In research, when should you tie yourself to the mast?

In statistics, there are two things we know not to do:

1. Keep screwing around with your data and analysis until you get the answer that you want. This is called p-hacking or researcher degrees of freedom or forking paths, and it’s a known strategy for getting government grants, papers in PNAS, keynote talks at psychology conferences, Ted talks, NPR appearances, and . . . unreplicable results.

2. Use a flawed model and ride it all the way down to the inferno, never letting go of the reins even when the problems are obvious. That way lies the madness that is regression discontinuity analysis, so-called unbiased estimation, and, to be fair, Bayesian inference with really bad priors.

These came up in recent discussions of forecasting the recent congressional elections:

1. News organizations have been criticized for searching for data of any sort that would support their expectations of a Republican wave. In this election, tying yourself to the mast of the polls would’ve worked well, and “researcher degrees of freedom” allowed lots of the news media to simply reify their “vibes.”

2. From the other direction, some news organizations tied their hands too much by including problematic polls, most notably there was fivethirtyeight.com which was reluctant to let go of the notoriously undocumented Trafalgar polls. Not allowing yourself to change your analysis in midstream prevents some forms of p-hacking or the equivalent, but at the cost of allowing clear problems to just sit there in your analysis.

No easy answers

There’s no easy answer here, and it’s something that Elliott, Merlin, and I had to deal with, back in 2020 when we found problems in our forecasting model—in the middle of the campaign, after our model’s first predictions had already been released. We bit the bullet and made some changes, deciding that, in this case, the problems with data-based model alteration were less than the problem of letting major known problems fester. Later on we found problems and more problems with our model but did not change it, not so much out of concern for forking paths as because fixing is itself not automatic and could introduce new issues.

We found a completely different set of problems for the fivethirtyeight.com forecast that year, and, as far as I know, they didn’t change their model either, a decision to stand pat which made sense for them for the same reason it made sense for us. Changing a model because it makes some bad predictions is a bit like changing a recipe if the dish doesn’t taste quite right: it can take a lot of trial and error, and if you’re not careful, the new version can be worse, so this sort of adjustment is not something you want to be doing in real time.

Statistician culture, journalism culture, and economist culture

It’s my impression that people in different fields weigh these concerns differently. In statistics we are typically concerned about fitting the data, and we’ll try out all sorts of diagnostics and model adjustments. Journalists tend to be even more flexible—for them, it’s all about the vibes!

Economists fall at the other extreme: they’re very aware of the problem of “specification searches” and they also tend to overrate naive theory (“unbiasedness“); this combination leads them to avoid touching their data even in cases when there are obvious problems (as in those curvy regression discontinuity fits that keep turning up).

We discussed another one of these examples a few years ago, comparing old-school baseball analysts Bill James and Pete Palmer. Palmer set up his formula and ran with it, whereas James followed a better (in my opinion) approach of fitting his models, taking them seriously, and then carefully considering the cases where the inferences from his models didn’t seem to make sense. Sometimes in those settings he’d stick with the model and point to reasons why natural intuitions were unfounded; other times he’d change his modeling approach.

Another area where this comes up is meta-analysis, where it’s just standard practice to include all sorts of irrelevant crap. When making chili, if you include enough different flavors, you can end up with something delicious. I don’t think this works with scientific research summaries. Two notorious examples are the ivermectin meta-analysis and the “nudge” meta-analysis that included 11 papers by the disgraced food-behavior researcher Brian Wansink. “Include everything you can find” might seem like a recipe for rigorous, unbiased science, but it doesn’t really work that way if the individual ingredients are spoiled.
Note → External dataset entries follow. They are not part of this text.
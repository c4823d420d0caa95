//! Query-string parameters for page requests.

use std::collections::BTreeMap;

use reqwest::Url;

/// Multi-valued query parameters, encoded in key order.
#[derive(Debug, Clone, Default, PartialEq, Eq)]
pub struct QueryParams {
    params: BTreeMap<String, Vec<String>>,
}

impl QueryParams {
    pub fn new() -> Self {
        Self::default()
    }

    /// Parameters already present on `url`.
    pub fn from_url(url: &Url) -> Self {
        let mut query = Self::new();
        for (key, value) in url.query_pairs() {
            query.add(key, value);
        }
        query
    }

    /// Replace every value of `key`.
    pub fn set(&mut self, key: impl Into<String>, value: impl Into<String>) {
        self.params.insert(key.into(), vec![value.into()]);
    }

    /// Append a value to `key`.
    pub fn add(&mut self, key: impl Into<String>, value: impl Into<String>) {
        self.params.entry(key.into()).or_default().push(value.into());
    }

    /// First value of `key`.
    pub fn get(&self, key: &str) -> Option<&str> {
        self.params
            .get(key)
            .and_then(|values| values.first())
            .map(String::as_str)
    }

    pub fn is_empty(&self) -> bool {
        self.params.is_empty()
    }

    fn pairs(&self) -> impl Iterator<Item = (&str, &str)> {
        self.params
            .iter()
            .flat_map(|(key, values)| values.iter().map(move |v| (key.as_str(), v.as_str())))
    }

    /// Replace the query of `url` with these parameters.
    ///
    /// Spaces come out as `%20`, never `+`: some proxies in front of the
    /// backend take `+` literally inside filter expressions. A literal `+`
    /// is already `%2B` by then, so the rewrite cannot touch it.
    pub fn apply_to(&self, url: &mut Url) {
        url.set_query(None);
        if self.is_empty() {
            return;
        }
        url.query_pairs_mut().extend_pairs(self.pairs());
        let encoded = url.query().unwrap_or_default().replace('+', "%20");
        url.set_query(Some(&encoded));
    }
}
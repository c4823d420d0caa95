//! Rendering errors.

use super::error_code::{self, ErrorCode};

#[derive(Debug, thiserror::Error)]
pub enum OutputError {
    #[error("failed to serialize {format} output: {reason}")]
    Serialize { format: String, reason: String },

    #[error("failed to write output: {0}")]
    Io(#[from] std::io::Error),
}

impl ErrorCode for OutputError {
    fn error_code(&self) -> &'static str {
        error_code::OUTPUT_ERROR
    }
}
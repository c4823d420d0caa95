use serde::{Deserialize, Serialize};

use super::defaults;

/// Logging configuration.
#[derive(Debug, Clone, Serialize, Deserialize)]
#[serde(default)]
pub struct ObservabilityConfig {
    /// Log level: "trace", "debug", "info", "warn", "error", "off".
    pub log_level: String,
    /// Shortcut for `log_level = "debug"`.
    pub debug: bool,
}

impl ObservabilityConfig {
    /// Filter directive used when `ESTATUS_LOG` is unset.
    pub fn filter_directive(&self) -> &str {
        if self.debug {
            "debug"
        } else {
            &self.log_level
        }
    }
}

impl Default for ObservabilityConfig {
    fn default() -> Self {
        Self {
            log_level: defaults::DEFAULT_LOG_LEVEL.to_string(),
            debug: defaults::DEFAULT_DEBUG,
        }
    }
}
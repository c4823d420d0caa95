//! # estatus-backend
//!
//! Drains the cursor-paginated events endpoint of a monitoring backend.
//!
//! Single pass, no retries: any failing page aborts the whole fetch and
//! discards the pages already read. Requests go through the [`Transport`]
//! seam so the pagination protocol can be exercised without a live backend.

pub mod auth;
pub mod endpoint;
pub mod retriever;
pub mod transport;

use estatus_core::config::EstatusConfig;
use estatus_core::errors::BackendError;
use estatus_core::models::Event;

pub use auth::{AuthToken, Credentials};
pub use endpoint::{events_endpoint, parse_api_url};
pub use retriever::{decode_events, EventRetriever};
pub use transport::{HttpTransport, HttpTransportConfig, QueryParams, Transport, TransportResponse};

/// Fetch every event currently visible in the configured namespace.
///
/// Resolves the endpoint, acquires the `Authorization` value for the
/// configured credentials, then pages through the events.
pub fn fetch_namespace_events<T>(transport: &T, config: &EstatusConfig) -> Result<Vec<Event>, BackendError>
where
    T: Transport + ?Sized,
{
    let backend = &config.backend;
    let api_url = parse_api_url(backend.api_url.as_deref().unwrap_or_default())?;
    let namespace = backend.namespace.as_deref().unwrap_or_default();
    let endpoint = events_endpoint(&api_url, namespace)?;

    let credentials = Credentials::from_config(backend);
    tracing::debug!(method = credentials.method_name(), "resolving credentials");
    let authorization = credentials.authorization(transport, &api_url)?;

    EventRetriever::new(transport)
        .with_page_size(backend.page_size)
        .with_max_pages(backend.max_pages)
        .fetch_all(&endpoint, authorization.as_deref(), &config.filters)
}
//! Cursor-driven pagination over the events endpoint.

use std::collections::BTreeMap;

use estatus_core::config::defaults::DEFAULT_PAGE_SIZE;
use estatus_core::constants::{CONTINUE_HEADER, CONTINUE_PARAM, LIMIT_PARAM};
use estatus_core::errors::BackendError;
use estatus_core::models::Event;
use estatus_core::{page_span, retrieval_span};
use reqwest::Url;
use tracing::{debug, info};

use crate::transport::{QueryParams, Transport};

/// Decode one page body. A JSON `null` body is an empty page.
pub fn decode_events(data: &[u8]) -> Result<Vec<Event>, serde_json::Error> {
    let events: Option<Vec<Event>> = serde_json::from_slice(data)?;
    Ok(events.unwrap_or_default())
}

/// Drains every page of the events endpoint.
///
/// Pages are requested strictly one after another: each request carries the
/// cursor returned by the previous response. With no `max_pages` cap, a
/// backend that always returns a cursor keeps the fetch running forever.
#[derive(Debug, Clone)]
pub struct EventRetriever<T> {
    transport: T,
    page_size: u32,
    max_pages: Option<u32>,
}

impl<T: Transport> EventRetriever<T> {
    pub fn new(transport: T) -> Self {
        Self {
            transport,
            page_size: DEFAULT_PAGE_SIZE,
            max_pages: None,
        }
    }

    pub fn with_page_size(mut self, page_size: u32) -> Self {
        self.page_size = page_size;
        self
    }

    /// Fail with `PageLimitExceeded` instead of requesting more than
    /// `max_pages` pages.
    pub fn with_max_pages(mut self, max_pages: Option<u32>) -> Self {
        self.max_pages = max_pages;
        self
    }

    /// Fetch every event behind `endpoint`.
    ///
    /// `authorization` is sent verbatim. `filters` are added to the query of
    /// every page request alongside `limit` and, after the first page,
    /// `continue`. The first failing page aborts the fetch; events from
    /// earlier pages are dropped with it.
    pub fn fetch_all(
        &self,
        endpoint: &Url,
        authorization: Option<&str>,
        filters: &BTreeMap<String, String>,
    ) -> Result<Vec<Event>, BackendError> {
        let span = retrieval_span!(endpoint);
        let _entered = span.enter();

        let mut query = QueryParams::from_url(endpoint);
        query.set(LIMIT_PARAM, self.page_size.to_string());
        for (key, value) in filters {
            query.add(key.as_str(), value.as_str());
        }
        let headers = request_headers(authorization);

        let mut url = endpoint.clone();
        let mut events = Vec::new();
        let mut page: u32 = 0;

        loop {
            if let Some(limit) = self.max_pages {
                if page >= limit {
                    return Err(BackendError::PageLimitExceeded { limit });
                }
            }
            page += 1;

            let page_span = page_span!(page);
            let _page_entered = page_span.enter();

            query.apply_to(&mut url);
            let response = self.transport.get(url.as_str(), &headers)?;
            debug!(status = response.status, "request to backend performed");
            if !response.is_success() {
                return Err(BackendError::Status {
                    status: response.status,
                    url: url.to_string(),
                });
            }

            let batch = decode_events(&response.body).map_err(|e| BackendError::Decode {
                page,
                reason: e.to_string(),
            })?;
            debug!(bytes = response.body.len(), events = batch.len(), "page decoded");
            events.extend(batch);

            match response.header(CONTINUE_HEADER).filter(|c| !c.is_empty()) {
                Some(cursor) => query.set(CONTINUE_PARAM, cursor),
                None => break,
            }
        }

        info!(pages = page, events = events.len(), "retrieval complete");
        Ok(events)
    }
}

fn request_headers(authorization: Option<&str>) -> Vec<(String, String)> {
    let mut headers = vec![("Content-Type".to_string(), "application/json".to_string())];
    if let Some(value) = authorization {
        headers.push(("Authorization".to_string(), value.to_string()));
    }
    headers
}
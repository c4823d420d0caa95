//! Shared test transports and event builders.

#![allow(dead_code)]

use std::cell::{Cell, RefCell};
use std::collections::VecDeque;

use estatus_backend::{Transport, TransportResponse};
use estatus_core::errors::BackendError;

/// A request as seen by a test transport.
#[derive(Debug, Clone)]
pub struct RecordedRequest {
    pub url: String,
    pub headers: Vec<(String, String)>,
}

impl RecordedRequest {
    pub fn header(&self, name: &str) -> Option<&str> {
        self.headers
            .iter()
            .find(|(k, _)| k.eq_ignore_ascii_case(name))
            .map(|(_, v)| v.as_str())
    }

    /// Decoded query pairs of the request URL.
    pub fn query(&self) -> Vec<(String, String)> {
        reqwest::Url::parse(&self.url)
            .unwrap()
            .query_pairs()
            .map(|(k, v)| (k.into_owned(), v.into_owned()))
            .collect()
    }

    pub fn query_value(&self, key: &str) -> Option<String> {
        self.query().into_iter().find(|(k, _)| k == key).map(|(_, v)| v)
    }
}

/// Replays a fixed script of responses, recording every request.
#[derive(Default)]
pub struct ScriptedTransport {
    responses: RefCell<VecDeque<Result<TransportResponse, BackendError>>>,
    pub requests: RefCell<Vec<RecordedRequest>>,
}

impl ScriptedTransport {
    pub fn new() -> Self {
        Self::default()
    }

    pub fn push(self, response: TransportResponse) -> Self {
        self.responses.borrow_mut().push_back(Ok(response));
        self
    }

    pub fn push_err(self, error: BackendError) -> Self {
        self.responses.borrow_mut().push_back(Err(error));
        self
    }

    pub fn request_count(&self) -> usize {
        self.requests.borrow().len()
    }

    pub fn request(&self, index: usize) -> RecordedRequest {
        self.requests.borrow()[index].clone()
    }
}

impl Transport for ScriptedTransport {
    fn get(&self, url: &str, headers: &[(String, String)]) -> Result<TransportResponse, BackendError> {
        self.requests.borrow_mut().push(RecordedRequest {
            url: url.to_string(),
            headers: headers.to_vec(),
        });
        self.responses
            .borrow_mut()
            .pop_front()
            .unwrap_or_else(|| panic!("unexpected request #{} to {url}", self.request_count()))
    }
}

/// Always answers with one event and a cursor, until its call budget runs
/// out. Stands in for a backend whose pagination never terminates.
pub struct EndlessTransport {
    pub calls: Cell<u32>,
    pub budget: u32,
}

impl EndlessTransport {
    pub fn new(budget: u32) -> Self {
        Self {
            calls: Cell::new(0),
            budget,
        }
    }
}

impl Transport for EndlessTransport {
    fn get(&self, url: &str, _headers: &[(String, String)]) -> Result<TransportResponse, BackendError> {
        if self.calls.get() >= self.budget {
            return Err(BackendError::Transport {
                url: url.to_string(),
                reason: "test call budget exhausted".to_string(),
            });
        }
        self.calls.set(self.calls.get() + 1);
        Ok(page(&events_json("loop", 1, 0), Some(&format!("cursor-{}", self.calls.get()))))
    }
}

/// `count` events for entity `entity`, all with status `status`, as JSON.
pub fn events_json(entity: &str, count: usize, status: i64) -> String {
    let events: Vec<serde_json::Value> = (0..count)
        .map(|i| {
            serde_json::json!({
                "entity": {"metadata": {"name": entity, "namespace": "default"}},
                "check": {"metadata": {"name": format!("check-{i}")}, "status": status}
            })
        })
        .collect();
    serde_json::Value::Array(events).to_string()
}

/// A 200 response with `body` and an optional cursor header.
pub fn page(body: &str, cursor: Option<&str>) -> TransportResponse {
    let mut headers = vec![("content-type".to_string(), "application/json".to_string())];
    if let Some(cursor) = cursor {
        headers.push(("sensu-continue".to_string(), cursor.to_string()));
    }
    TransportResponse {
        status: 200,
        headers,
        body: body.as_bytes().to_vec(),
    }
}

pub fn status(code: u16) -> TransportResponse {
    TransportResponse {
        status: code,
        headers: Vec::new(),
        body: b"{\"message\":\"internal error\"}".to_vec(),
    }
}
There’s no clear rule for when to accept the inferences and when to question them, but it’s part of the scientific process—just ask Lakatos.

P.S. In a recent post, Nate defends his inclusion of the notorious Trafalgar poll by saying:

It’s not quite a matter of me “taking things into consideration”. The pollster ratings are determined by a formula, not my subjective view of how much I like a pollster. But since Trafalgar had an awful 2022, they’re going to do much worse once the ratings are recalculated.

That’s fine, but, really, his decision to include Trafalgar in the first place is “subjective,” as is his choice of formula, as is his decision to use a formula here in the first place. It’s turtles all the way down, dude.

To put it another way: Yes, you can choose to tie yourself to the mast, but, if so, you’ve chosen to tie yourself to the mast, and other choices are possible—as becomes clear when you consider all the masts you’ve untied yourself from as necessary.

5 thoughts on “In research, when should you tie yourself to the mast?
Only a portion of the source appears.